**What to work on**
Print the full listing exactly.

------------------------------------------------------------

use core::fmt;

use bstr::BStr;
use thiserror::Error;

/// The bytes of a multi-byte sequence consumed before it failed (1..=3).
#[derive(Clone, Copy, PartialEq, Eq, Hash)]
pub struct Sequence {
    bytes: [u8; 3],
    len: u8,
}

impl Sequence {
    pub(crate) fn new(prefix: &[u8]) -> Self {
        debug_assert!((1..=3).contains(&prefix.len()));
        let mut bytes = [0; 3];
        let len = prefix.len().min(3);
        bytes[..len].copy_from_slice(&prefix[..len]);
        #[expect(clippy::cast_possible_truncation)]
        let len = len as u8;
        Self { bytes, len }
    }

    /// The consumed bytes, lead byte first.
    #[must_use]
    pub fn as_bytes(&self) -> &[u8] {
        &self.bytes[..self.len as usize]
    }
}

impl fmt::Debug for Sequence {
    fn fmt(&self, f: &mut fmt::Formatter<'_>) -> fmt::Result {
        fmt::Debug::fmt(BStr::new(self.as_bytes()), f)
    }
}

impl fmt::Display for Sequence {
    fn fmt(&self, f: &mut fmt::Formatter<'_>) -> fmt::Result {
        fmt::Debug::fmt(BStr::new(self.as_bytes()), f)
    }
}

/// The first malformation met by a strict decode.
#[derive(Error, Debug, Clone, Copy, PartialEq, Eq)]
pub enum Utf8Error {
    /// A byte that can never start a sequence.
    #[error("invalid lead byte {byte:#04x}")]
    InvalidLead {
        /// The offending byte.
        byte: u8,
    },
    /// A byte that cannot continue `sequence`, including overlong,
    /// surrogate and out-of-range encodings.
    #[error("invalid continuation byte {found:#04x} after {sequence}")]
    InvalidContinuation {
        /// Bytes consumed before the failure.
        sequence: Sequence,
        /// The byte that broke the sequence.
        found: u8,
    },
    /// The input ended inside `sequence`.
    #[error("truncated sequence {sequence} at end of input")]
    Truncated {
        /// Bytes consumed before the input ended.
        sequence: Sequence,
    },
}

impl Utf8Error {
    pub(crate) fn continuation(prefix: &[u8], next: Option<u8>) -> Self {
        let sequence = Sequence::new(prefix);
        match next {
            Some(found) => Utf8Error::InvalidContinuation { sequence, found },
            None => Utf8Error::Truncated { sequence },
        }
    }
}

/// Error of a handler wrapped in [`crate::Strict`].
#[derive(Error, Debug, PartialEq, Eq)]
pub enum StrictError<E> {
    /// The input was malformed.
    #[error(transparent)]
    Invalid(#[from] Utf8Error),
    /// The wrapped handler failed.
    #[error("handler error: {0}")]
    Handler(E),
}

/// Error of the [`std::io::Read`] driven entry points.
#[cfg(feature = "std")]
#[derive(Error, Debug)]
pub enum StreamError<E> {
    /// Reading from the byte source failed.
    #[error("failed to read from byte source")]
    Io(#[from] std::io::Error),
    /// The handler stopped decoding.
    #[error("handler error: {0}")]
    Handler(E),
}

------------------------------------------------------------

**Solution to the exercise**
use core::fmt;

use bstr::BStr;
use thiserror::Error;

/// The bytes of a multi-byte sequence consumed before it failed (1..=3).
#[derive(Clone, Copy, PartialEq, Eq, Hash)]
pub struct Sequence {
    bytes: [u8; 3],
    len: u8,
}

impl Sequence {
    pub(crate) fn new(prefix: &[u8]) -> Self {
        debug_assert!((1..=3).contains(&prefix.len()));
        let mut bytes = [0; 3];
        let len = prefix.len().min(3);
        bytes[..len].copy_from_slice(&prefix[..len]);
        #[expect(clippy::cast_possible_truncation)]
        let len = len as u8;
        Self { bytes, len }
    }

    /// The consumed bytes, lead byte first.
    #[must_use]
    pub fn as_bytes(&self) -> &[u8] {
        &self.bytes[..self.len as usize]
    }
}

impl fmt::Debug for Sequence {
    fn fmt(&self, f: &mut fmt::Formatter<'_>) -> fmt::Result {
        fmt::Debug::fmt(BStr::new(self.as_bytes()), f)
    }
}

impl fmt::Display for Sequence {
    fn fmt(&self, f: &mut fmt::Formatter<'_>) -> fmt::Result {
        fmt::Debug::fmt(BStr::new(self.as_bytes()), f)
    }
}

/// The first malformation met by a strict decode.
#[derive(Error, Debug, Clone, Copy, PartialEq, Eq)]
pub enum Utf8Error {
    /// A byte that can never start a sequence.
    #[error("invalid lead byte {byte:#04x}")]
    InvalidLead {
        /// The offending byte.
        byte: u8,
    },
    /// A byte that cannot continue `sequence`, including overlong,
    /// surrogate and out-of-range encodings.
    #[error("invalid continuation byte {found:#04x} after {sequence}")]
    InvalidContinuation {
        /// Bytes consumed before the failure.
        sequence: Sequence,
        /// The byte that broke the sequence.
        found: u8,
    },
    /// The input ended inside `sequence`.
    #[error("truncated sequence {sequence} at end of input")]
    Truncated {
        /// Bytes consumed before the input ended.
        sequence: Sequence,
    },
}

impl Utf8Error {
    pub(crate) fn continuation(prefix: &[u8], next: Option<u8>) -> Self {
        let sequence = Sequence::new(prefix);
        match next {
            Some(found) => Utf8Error::InvalidContinuation { sequence, found },
            None => Utf8Error::Truncated { sequence },
        }
    }
}

/// Error of a handler wrapped in [`crate::Strict`].
#[derive(Error, Debug, PartialEq, Eq)]
pub enum StrictError<E> {
    /// The input was malformed.
    #[error(transparent)]
    Invalid(#[from] Utf8Error),
    /// The wrapped handler failed.
    #[error("handler error: {0}")]
    Handler(E),
}

/// Error of the [`std::io::Read`] driven entry points.
#[cfg(feature = "std")]
#[derive(Error, Debug)]
pub enum StreamError<E> {
    /// Reading from the byte source failed.
    #[error("failed to read from byte source")]
    Io(#[from] std::io::Error),
    /// The handler stopped decoding.
    #[error("handler error: {0}")]
    Handler(E),
}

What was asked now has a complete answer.